(Saved entries)
'''

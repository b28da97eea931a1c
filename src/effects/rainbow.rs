//! Rainbow style: a dense field of falling colored squares, visible only
//! through the text mask. The particle field advances every frame of the run,
//! subtitle or not, so color motion stays continuous across caption gaps.

use crate::fonts::TextPainter;
use crate::layout::WrapCache;
use crate::raster::{Composite, CoverageMask, Rgba, Surface};
use crate::schema::RenderConfig;
use crate::subtitles::Subtitle;

use super::{block_position, stamp_block, Prng, OUTLINE_RADIUS};

const PARTICLE_COUNT: usize = 30_000;
const FALL_SPEED: f32 = 2.0;
const COLOR_ZOOM: f32 = 3.0;
const BASE_SIZE: f32 = 20.0;
/// Hue stops the diagonal gradient interpolates between, in degrees.
const HUE_STOPS: [f32; 8] = [0.0, 30.0, 60.0, 120.0, 180.0, 240.0, 270.0, 300.0];
/// Respawn height above the top edge after a particle falls off the bottom.
const RESPAWN_Y: f32 = -50.0;

#[derive(Debug, Clone)]
pub(crate) struct Particle {
    pub x: f32,
    pub y: f32,
    pub speed_var: f32,
    pub size_var: f32,
    pub lightness: f32,
}

pub struct RainbowEffect {
    particles: Vec<Particle>,
    color_offset: f32,
    prng: Prng,
    width: u32,
    height: u32,
    wrap: WrapCache,
    mask: CoverageMask,
}

impl RainbowEffect {
    pub fn new(width: u32, height: u32, seed: u64) -> Self {
        Self::with_count(width, height, seed, PARTICLE_COUNT)
    }

    pub(crate) fn with_count(width: u32, height: u32, seed: u64, count: usize) -> Self {
        let mut prng = Prng::new(seed);
        let particles = (0..count)
            .map(|_| spawn(&mut prng, width as f32, Some(height as f32)))
            .collect();
        Self {
            particles,
            color_offset: 0.0,
            prng,
            width,
            height,
            wrap: WrapCache::default(),
            mask: CoverageMask::new(width, height),
        }
    }

    /// One simulation step plus a full redraw of the field onto `aux`.
    pub fn advance_and_draw(&mut self, aux: &mut Surface) {
        aux.clear();
        self.color_offset += FALL_SPEED * 0.002;

        let width = self.width as f32;
        let height = self.height as f32;
        for particle in &mut self.particles {
            particle.y += FALL_SPEED * particle.speed_var;
            if particle.y > height {
                *particle = spawn(&mut self.prng, width, None);
            }

            let diagonal = (particle.x + particle.y) / (width + height);
            let hue = gradient_hue(diagonal * COLOR_ZOOM - self.color_offset);
            let color = hsl_to_rgb(hue, 0.8, particle.lightness / 100.0);
            let size = BASE_SIZE * particle.size_var;
            aux.fill_rect(particle.x, particle.y, size, size, color, Composite::SourceOver);
        }
    }

    pub fn render(
        &mut self,
        surface: &mut Surface,
        aux: &mut Surface,
        painter: &mut TextPainter,
        config: &RenderConfig,
        subtitle: &Subtitle,
    ) -> anyhow::Result<()> {
        self.advance_and_draw(aux);

        let lines = self
            .wrap
            .lines(painter, &subtitle.text, config.font_size, config.width)
            .to_vec();
        if lines.is_empty() {
            return Ok(());
        }
        let position = block_position(config, lines.len());

        self.mask.clear();
        stamp_block(
            painter,
            &mut self.mask,
            &lines,
            config.font_size,
            config.width,
            position,
        );
        surface.blend_mask(&self.mask, [255, 255, 255, 255], 1.0, Composite::SourceOver);
        surface.composite_from(aux, Composite::SourceIn);

        let outline = self.mask.stroke_ring(OUTLINE_RADIUS);
        surface.blend_mask(&outline, [255, 255, 255, 255], 1.0, Composite::SourceOver);
        Ok(())
    }

    pub fn reset_text_cache(&mut self) {
        self.wrap.clear();
    }

    #[cfg(test)]
    pub(crate) fn particles(&self) -> &[Particle] {
        &self.particles
    }
}

fn spawn(prng: &mut Prng, width: f32, initial_height: Option<f32>) -> Particle {
    Particle {
        x: prng.next_f32() * width,
        y: match initial_height {
            Some(height) => prng.next_f32() * height,
            None => RESPAWN_Y,
        },
        speed_var: 0.8 + prng.next_f32() * 0.4,
        size_var: 0.8 + prng.next_f32() * 0.4,
        lightness: 40.0 + prng.next_f32() * 20.0,
    }
}

/// Interpolates between adjacent hue stops for a position wrapped into
/// `[0, 1)`.
fn gradient_hue(position: f32) -> f32 {
    let mut wrapped = position % 1.0;
    if wrapped < 0.0 {
        wrapped += 1.0;
    }
    let index = wrapped * (HUE_STOPS.len() - 1) as f32;
    let lower = index.floor() as usize;
    let upper = index.ceil() as usize;
    let blend = index - lower as f32;
    HUE_STOPS[lower] * (1.0 - blend) + HUE_STOPS[upper] * blend
}

/// Standard HSL to RGB, hue in degrees, s/l in `[0, 1]`.
fn hsl_to_rgb(hue: f32, saturation: f32, lightness: f32) -> Rgba {
    let c = (1.0 - (2.0 * lightness - 1.0).abs()) * saturation;
    let h = (hue.rem_euclid(360.0)) / 60.0;
    let x = c * (1.0 - (h % 2.0 - 1.0).abs());
    let (r, g, b) = match h as u32 {
        0 => (c, x, 0.0),
        1 => (x, c, 0.0),
        2 => (0.0, c, x),
        3 => (0.0, x, c),
        4 => (x, 0.0, c),
        _ => (c, 0.0, x),
    };
    let m = lightness - c / 2.0;
    [
        ((r + m) * 255.0).round() as u8,
        ((g + m) * 255.0).round() as u8,
        ((b + m) * 255.0).round() as u8,
        255,
    ]
}

#[cfg(test)]
mod tests {
    use super::*;

    #[test]
    fn particles_fall_and_respawn_above_the_frame() {
        let height = 120u32;
        let mut effect = RainbowEffect::with_count(160, height, 3, 200);
        let mut aux = Surface::new(160, height).unwrap();

        for _ in 0..500 {
            let before: Vec<f32> = effect.particles().iter().map(|p| p.y).collect();
            effect.advance_and_draw(&mut aux);
            for (particle, &previous_y) in effect.particles().iter().zip(&before) {
                if particle.y == RESPAWN_Y {
                    continue; // just respawned
                }
                assert!(particle.y > previous_y, "particles must fall monotonically");
                assert!(
                    particle.y <= height as f32 + FALL_SPEED * 1.2,
                    "particle overshot the bottom without respawning"
                );
            }
        }
    }

    #[test]
    fn color_offset_advances_every_step() {
        let mut effect = RainbowEffect::with_count(64, 64, 1, 10);
        let mut aux = Surface::new(64, 64).unwrap();
        let before = effect.color_offset;
        effect.advance_and_draw(&mut aux);
        assert!(effect.color_offset > before);
    }

    #[test]
    fn gradient_hue_hits_the_stops() {
        assert_eq!(gradient_hue(0.0), 0.0);
        assert_eq!(gradient_hue(1.0), 0.0); // wraps
        let last = 6.0 / 7.0 + 1e-7;
        assert!((gradient_hue(last) - 270.0).abs() < 1.0);
    }

    #[test]
    fn hsl_primaries_convert_exactly() {
        assert_eq!(hsl_to_rgb(0.0, 1.0, 0.5), [255, 0, 0, 255]);
        assert_eq!(hsl_to_rgb(120.0, 1.0, 0.5), [0, 255, 0, 255]);
        assert_eq!(hsl_to_rgb(240.0, 1.0, 0.5), [0, 0, 255, 255]);
        assert_eq!(hsl_to_rgb(0.0, 0.0, 1.0), [255, 255, 255, 255]);
    }
}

'''

▶ Work to be completed
Show, from the records above, every line that includes "before".

▶ Problem solution
            let before: Vec<f32> = effect.particles().iter().map(|p| p.y).collect();
            for (particle, &previous_y) in effect.particles().iter().zip(&before) {
        let before = effect.color_offset;
        assert!(effect.color_offset > before);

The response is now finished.